Me, I am in bad marriage, sleeping in separate rooms, fight all the time, got few slaps. And every night dreaming of my love, I saw him once, he was in car and I was passing the sreet, my heart almost stoped. Now i just want a divorce, but that is verry hard, and maybe I can contact my love and tell him what happened, and hope that he will forgive me... Cant stop thinking of him, cry non-stop, I really dont know what to do...


----------



## akcroy (Dec 23, 2010)

Hi, I am very sorry for you. Unfortunately as you say the man you love is now happy with somebody, so you will probably never get him back. But you do need to get a divorce because your husband is treating you badly.

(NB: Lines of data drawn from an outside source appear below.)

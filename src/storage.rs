use crate::dates::day_key;
use crate::errors::{AppError, ImportError};
use crate::models::TrackingState;
use chrono::NaiveDate;
use serde_json::Value;
use std::path::Path;
use tokio::fs;
use tracing::{error, warn};

/// Reads the state file, falling back to a fresh default state on any failure.
pub async fn load_state(path: &Path, today: NaiveDate) -> TrackingState {
    match fs::read(path).await {
        Ok(bytes) => match parse_state(&bytes, today) {
            Ok(state) => state,
            Err(err) => {
                error!("failed to parse data file: {err}");
                TrackingState::default_for(today)
            }
        },
        Err(err) if err.kind() == std::io::ErrorKind::NotFound => {
            TrackingState::default_for(today)
        }
        Err(err) => {
            error!("failed to read data file: {err}");
            TrackingState::default_for(today)
        }
    }
}

pub async fn persist_state(path: &Path, state: &TrackingState) -> Result<(), AppError> {
    let payload = export_state(state).map_err(AppError::internal)?;
    fs::write(path, payload).await.map_err(AppError::internal)?;
    Ok(())
}

/// Parses an uploaded export file. The text must be UTF-8.
pub fn import_state(raw: impl AsRef<[u8]>, today: NaiveDate) -> Result<TrackingState, ImportError> {
    let text = std::str::from_utf8(raw.as_ref())?;
    parse_state(text.as_bytes(), today)
}

pub fn export_state(state: &TrackingState) -> Result<Vec<u8>, serde_json::Error> {
    serde_json::to_vec_pretty(state)
}

pub fn export_file_name(today: NaiveDate) -> String {
    format!("fitness-tracker-export-{}.json", day_key(today))
}

fn parse_state(bytes: &[u8], today: NaiveDate) -> Result<TrackingState, ImportError> {
    let value: Value = serde_json::from_slice(bytes)?;
    match value {
        Value::Object(stored) => Ok(TrackingState::merge_over_defaults(
            &stored,
            TrackingState::default_for(today),
        )),
        other => {
            let found = json_kind(&other);
            warn!("rejecting state blob with top-level {found}");
            Err(ImportError::InvalidShape(found))
        }
    }
}

fn json_kind(value: &Value) -> &'static str {
    match value {
        Value::Null => "null",
        Value::Bool(_) => "a boolean",
        Value::Number(_) => "a number",
        Value::String(_) => "a string",
        Value::Array(_) => "an array",
        Value::Object(_) => "an object",
    }
}

#[cfg(test)]
mod tests {
    use super::*;
    use crate::dates::next_saturday;
    use std::path::PathBuf;

    fn today() -> NaiveDate {
        NaiveDate::from_ymd_opt(2024, 6, 12).unwrap()
    }

    fn temp_path(tag: &str) -> PathBuf {
        let nanos = std::time::SystemTime::now()
            .duration_since(std::time::UNIX_EPOCH)
            .unwrap()
            .as_nanos();
        std::env::temp_dir().join(format!(
            "fitness_tracker_{tag}_{}_{nanos}.json",
            std::process::id()
        ))
    }

    #[tokio::test]
    async fn load_missing_file_gives_defaults() {
        let state = load_state(&temp_path("missing"), today()).await;
        assert_eq!(state, TrackingState::default_for(today()));
    }

    #[tokio::test]
    async fn load_corrupt_file_gives_defaults() {
        let path = temp_path("corrupt");
        fs::write(&path, b"{ not json").await.unwrap();

        let state = load_state(&path, today()).await;
        assert_eq!(state.tracking_start_date, next_saturday(today()));
        assert!(state.plank_completions.is_empty());
        assert!(state.workout_completions.is_empty());

        let _ = fs::remove_file(&path).await;
    }

    #[tokio::test]
    async fn persist_then_load_keeps_state() {
        let path = temp_path("roundtrip");
        let mut state = TrackingState::with_start(NaiveDate::from_ymd_opt(2024, 6, 1).unwrap());
        state.plank_completions.insert("2024-06-10".into(), true);
        state.workout_completions.insert("2024-06-11".into(), true);

        persist_state(&path, &state).await.unwrap();
        assert_eq!(load_state(&path, today()).await, state);

        let _ = fs::remove_file(&path).await;
    }

    #[tokio::test]
    async fn load_partial_blob_merges_defaults() {
        let path = temp_path("partial");
        fs::write(&path, br#"{ "plankCompletions": { "2024-06-10": true } }"#)
            .await
            .unwrap();

        let state = load_state(&path, today()).await;
        assert_eq!(state.tracking_start_date, next_saturday(today()));
        assert_eq!(state.plank_completions.len(), 1);
        assert!(state.workout_completions.is_empty());

        let _ = fs::remove_file(&path).await;
    }

    #[test]
    fn import_rejects_non_objects() {
        assert!(matches!(
            import_state("[1, 2, 3]", today()),
            Err(ImportError::InvalidShape("an array"))
        ));
        assert!(matches!(
            import_state("null", today()),
            Err(ImportError::InvalidShape("null"))
        ));
        assert!(matches!(
            import_state("trailing {", today()),
            Err(ImportError::Parse(_))
        ));
    }

    #[test]
    fn import_rejects_text_that_is_not_utf8() {
        let raw: &[u8] = &[b'{', 0xff, 0xfe, b'}'];
        assert!(matches!(
            import_state(raw, today()),
            Err(ImportError::Encoding(_))
        ));
    }

    #[test]
    fn exported_state_imports_unchanged() {
        let mut state = TrackingState::with_start(NaiveDate::from_ymd_opt(2024, 5, 4).unwrap());
        state.plank_completions.insert("2024-05-04".into(), true);
        let bytes = export_state(&state).unwrap();
        let text = String::from_utf8(bytes).unwrap();
        assert_eq!(import_state(&text, today()).unwrap(), state);
    }

    #[test]
    fn export_file_name_embeds_today() {
        assert_eq!(
            export_file_name(today()),
            "fitness-tracker-export-2024-06-12.json"
        );
    }
}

Talk to your friends and family for support. Get a divorce lawyer. If you can reach him, talk to the man you love.

Good luck, and stay safe.


----------



## Vienna11 (Feb 2, 2011)

Hi, I'm sorry to hear about your problems. I don't know how helpful my advice is for people from other cultures, but I think it should still be said.

Even if being with the man you love is impossible, you need to get away from your current situation. If your husband is physically abusive, you need to get yourself and your daughters away from him, because he might try to hurt them too. I agree with akcroy: talk to your friends and especially your family, tell them what he has been doing, and get their support.


----------



## SadNina (Feb 2, 2011)

akcroy said:


> Hi, I am very sorry for you. Unfortunately as you say the man you love is now happy with somebody, so you will probably never get him back. But you do need to get a divorce because your husband is treating you badly.
> 
> Talk to your friends and family for support. Get a divorce lawyer. If you can reach him, talk to the man you love.
> 
> Good luck, and stay safe.


Thank you for your help and understanding.

The man I love is not happy, thats the only thing that keeps me alive.
But divorce is not the best solution for now, my husband is bad, he wont give me my kids and wouldnt leave me alone...


----------